• Exercise prompt
Please return the whole listing. Keep each line exactly the same.

* * *

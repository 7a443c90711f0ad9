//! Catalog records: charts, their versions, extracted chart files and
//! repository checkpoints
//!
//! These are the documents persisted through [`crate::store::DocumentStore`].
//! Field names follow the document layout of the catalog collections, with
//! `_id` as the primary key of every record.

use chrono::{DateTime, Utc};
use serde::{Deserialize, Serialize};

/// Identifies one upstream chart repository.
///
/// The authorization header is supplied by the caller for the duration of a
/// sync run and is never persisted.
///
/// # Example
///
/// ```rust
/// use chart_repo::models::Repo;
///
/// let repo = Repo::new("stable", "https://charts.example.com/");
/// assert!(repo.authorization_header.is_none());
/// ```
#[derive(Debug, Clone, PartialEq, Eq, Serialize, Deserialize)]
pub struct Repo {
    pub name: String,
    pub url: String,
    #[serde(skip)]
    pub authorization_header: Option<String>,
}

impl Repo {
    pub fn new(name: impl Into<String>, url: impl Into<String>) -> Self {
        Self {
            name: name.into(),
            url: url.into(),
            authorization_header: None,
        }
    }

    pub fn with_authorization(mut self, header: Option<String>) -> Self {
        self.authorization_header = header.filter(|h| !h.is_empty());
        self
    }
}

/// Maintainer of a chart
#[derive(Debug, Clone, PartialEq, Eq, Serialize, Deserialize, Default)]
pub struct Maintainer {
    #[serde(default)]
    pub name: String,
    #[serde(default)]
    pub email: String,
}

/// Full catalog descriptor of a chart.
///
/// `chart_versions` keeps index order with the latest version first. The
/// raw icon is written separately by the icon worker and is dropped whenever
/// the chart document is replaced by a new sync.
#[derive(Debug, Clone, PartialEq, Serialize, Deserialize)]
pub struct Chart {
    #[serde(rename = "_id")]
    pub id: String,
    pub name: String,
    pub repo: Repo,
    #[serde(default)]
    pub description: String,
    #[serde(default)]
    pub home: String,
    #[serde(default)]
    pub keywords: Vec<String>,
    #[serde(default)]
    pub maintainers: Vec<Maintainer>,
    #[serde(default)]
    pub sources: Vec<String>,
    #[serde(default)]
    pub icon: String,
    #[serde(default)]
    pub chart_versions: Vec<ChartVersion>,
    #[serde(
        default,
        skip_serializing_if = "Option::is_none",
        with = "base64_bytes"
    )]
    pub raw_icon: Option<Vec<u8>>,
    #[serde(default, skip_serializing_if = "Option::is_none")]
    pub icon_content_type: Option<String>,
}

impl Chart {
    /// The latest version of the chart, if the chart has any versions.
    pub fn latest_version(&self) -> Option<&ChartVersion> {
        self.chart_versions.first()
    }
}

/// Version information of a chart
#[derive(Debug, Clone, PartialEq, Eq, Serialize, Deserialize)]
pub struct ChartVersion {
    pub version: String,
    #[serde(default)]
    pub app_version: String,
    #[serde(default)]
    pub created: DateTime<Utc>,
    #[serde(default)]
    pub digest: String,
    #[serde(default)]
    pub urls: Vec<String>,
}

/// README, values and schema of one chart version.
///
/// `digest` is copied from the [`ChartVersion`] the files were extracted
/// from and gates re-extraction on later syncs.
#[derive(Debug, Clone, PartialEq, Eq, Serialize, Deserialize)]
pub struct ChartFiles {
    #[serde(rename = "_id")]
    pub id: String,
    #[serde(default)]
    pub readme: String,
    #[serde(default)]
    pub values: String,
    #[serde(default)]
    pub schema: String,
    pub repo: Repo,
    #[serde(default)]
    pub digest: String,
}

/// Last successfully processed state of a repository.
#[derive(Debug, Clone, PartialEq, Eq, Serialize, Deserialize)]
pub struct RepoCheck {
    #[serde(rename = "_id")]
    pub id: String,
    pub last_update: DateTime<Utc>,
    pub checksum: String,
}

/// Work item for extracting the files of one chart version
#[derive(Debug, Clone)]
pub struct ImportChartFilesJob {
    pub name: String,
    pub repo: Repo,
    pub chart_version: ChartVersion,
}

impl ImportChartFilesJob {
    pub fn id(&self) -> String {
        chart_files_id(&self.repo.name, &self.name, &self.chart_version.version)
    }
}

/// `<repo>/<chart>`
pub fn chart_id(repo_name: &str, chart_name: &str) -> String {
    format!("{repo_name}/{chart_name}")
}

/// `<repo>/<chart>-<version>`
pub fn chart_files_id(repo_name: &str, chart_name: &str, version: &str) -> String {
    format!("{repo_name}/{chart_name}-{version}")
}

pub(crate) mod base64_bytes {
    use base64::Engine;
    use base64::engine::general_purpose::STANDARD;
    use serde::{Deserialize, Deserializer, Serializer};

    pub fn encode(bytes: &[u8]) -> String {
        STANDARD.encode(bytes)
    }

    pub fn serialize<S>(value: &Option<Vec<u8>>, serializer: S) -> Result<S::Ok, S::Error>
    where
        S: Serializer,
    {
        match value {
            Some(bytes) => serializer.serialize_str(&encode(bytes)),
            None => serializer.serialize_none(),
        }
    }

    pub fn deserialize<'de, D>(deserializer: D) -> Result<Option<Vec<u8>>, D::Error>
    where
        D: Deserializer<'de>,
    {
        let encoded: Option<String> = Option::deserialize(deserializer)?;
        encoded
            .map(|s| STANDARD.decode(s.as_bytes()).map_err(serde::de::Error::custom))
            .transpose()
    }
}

* * *

• Output for this exercise
repository 7a443c90711f0ad9
//! Catalog records: charts, their versions, extracted chart files and
//! repository checkpoints
//!
//! These are the documents persisted through [`crate::store::DocumentStore`].
//! Field names follow the document layout of the catalog collections, with
//! `_id` as the primary key of every record.

use chrono::{DateTime, Utc};
use serde::{Deserialize, Serialize};

/// Identifies one upstream chart repository.
///
/// The authorization header is supplied by the caller for the duration of a
/// sync run and is never persisted.
///
/// # Example
///
/// ```rust
/// use chart_repo::models::Repo;
///
/// let repo = Repo::new("stable", "https://charts.example.com/");
/// assert!(repo.authorization_header.is_none());
/// ```
#[derive(Debug, Clone, PartialEq, Eq, Serialize, Deserialize)]
pub struct Repo {
    pub name: String,
    pub url: String,
    #[serde(skip)]
    pub authorization_header: Option<String>,
}

impl Repo {
    pub fn new(name: impl Into<String>, url: impl Into<String>) -> Self {
        Self {
            name: name.into(),
            url: url.into(),
            authorization_header: None,
        }
    }

    pub fn with_authorization(mut self, header: Option<String>) -> Self {
        self.authorization_header = header.filter(|h| !h.is_empty());
        self
    }
}

/// Maintainer of a chart
#[derive(Debug, Clone, PartialEq, Eq, Serialize, Deserialize, Default)]
pub struct Maintainer {
    #[serde(default)]
    pub name: String,
    #[serde(default)]
    pub email: String,
}

/// Full catalog descriptor of a chart.
///
/// `chart_versions` keeps index order with the latest version first. The
/// raw icon is written separately by the icon worker and is dropped whenever
/// the chart document is replaced by a new sync.
#[derive(Debug, Clone, PartialEq, Serialize, Deserialize)]
pub struct Chart {
    #[serde(rename = "_id")]
    pub id: String,
    pub name: String,
    pub repo: Repo,
    #[serde(default)]
    pub description: String,
    #[serde(default)]
    pub home: String,
    #[serde(default)]
    pub keywords: Vec<String>,
    #[serde(default)]
    pub maintainers: Vec<Maintainer>,
    #[serde(default)]
    pub sources: Vec<String>,
    #[serde(default)]
    pub icon: String,
    #[serde(default)]
    pub chart_versions: Vec<ChartVersion>,
    #[serde(
        default,
        skip_serializing_if = "Option::is_none",
        with = "base64_bytes"
    )]
    pub raw_icon: Option<Vec<u8>>,
    #[serde(default, skip_serializing_if = "Option::is_none")]
    pub icon_content_type: Option<String>,
}

impl Chart {
    /// The latest version of the chart, if the chart has any versions.
    pub fn latest_version(&self) -> Option<&ChartVersion> {
        self.chart_versions.first()
    }
}

/// Version information of a chart
#[derive(Debug, Clone, PartialEq, Eq, Serialize, Deserialize)]
pub struct ChartVersion {
    pub version: String,
    #[serde(default)]
    pub app_version: String,
    #[serde(default)]
    pub created: DateTime<Utc>,
    #[serde(default)]
    pub digest: String,
    #[serde(default)]
    pub urls: Vec<String>,
}

/// README, values and schema of one chart version.
///
/// `digest` is copied from the [`ChartVersion`] the files were extracted
/// from and gates re-extraction on later syncs.
#[derive(Debug, Clone, PartialEq, Eq, Serialize, Deserialize)]
pub struct ChartFiles {
    #[serde(rename = "_id")]
    pub id: String,
    #[serde(default)]
    pub readme: String,
    #[serde(default)]
    pub values: String,
    #[serde(default)]
    pub schema: String,
    pub repo: Repo,
    #[serde(default)]
    pub digest: String,
}

/// Last successfully processed state of a repository.
#[derive(Debug, Clone, PartialEq, Eq, Serialize, Deserialize)]
pub struct RepoCheck {
    #[serde(rename = "_id")]
    pub id: String,
    pub last_update: DateTime<Utc>,
    pub checksum: String,
}

/// Work item for extracting the files of one chart version
#[derive(Debug, Clone)]
pub struct ImportChartFilesJob {
    pub name: String,
    pub repo: Repo,
    pub chart_version: ChartVersion,
}

impl ImportChartFilesJob {
    pub fn id(&self) -> String {
        chart_files_id(&self.repo.name, &self.name, &self.chart_version.version)
    }
}

/// `<repo>/<chart>`
pub fn chart_id(repo_name: &str, chart_name: &str) -> String {
    format!("{repo_name}/{chart_name}")
}

/// `<repo>/<chart>-<version>`
pub fn chart_files_id(repo_name: &str, chart_name: &str, version: &str) -> String {
    format!("{repo_name}/{chart_name}-{version}")
}

pub(crate) mod base64_bytes {
    use base64::Engine;
    use base64::engine::general_purpose::STANDARD;
    use serde::{Deserialize, Deserializer, Serializer};

    pub fn encode(bytes: &[u8]) -> String {
        STANDARD.encode(bytes)
    }

    pub fn serialize<S>(value: &Option<Vec<u8>>, serializer: S) -> Result<S::Ok, S::Error>
    where
        S: Serializer,
    {
        match value {
            Some(bytes) => serializer.serialize_str(&encode(bytes)),
            None => serializer.serialize_none(),
        }
    }

    pub fn deserialize<'de, D>(deserializer: D) -> Result<Option<Vec<u8>>, D::Error>
    where
        D: Deserializer<'de>,
    {
        let encoded: Option<String> = Option::deserialize(deserializer)?;
        encoded
            .map(|s| STANDARD.decode(s.as_bytes()).map_err(serde::de::Error::custom))
            .transpose()
    }
}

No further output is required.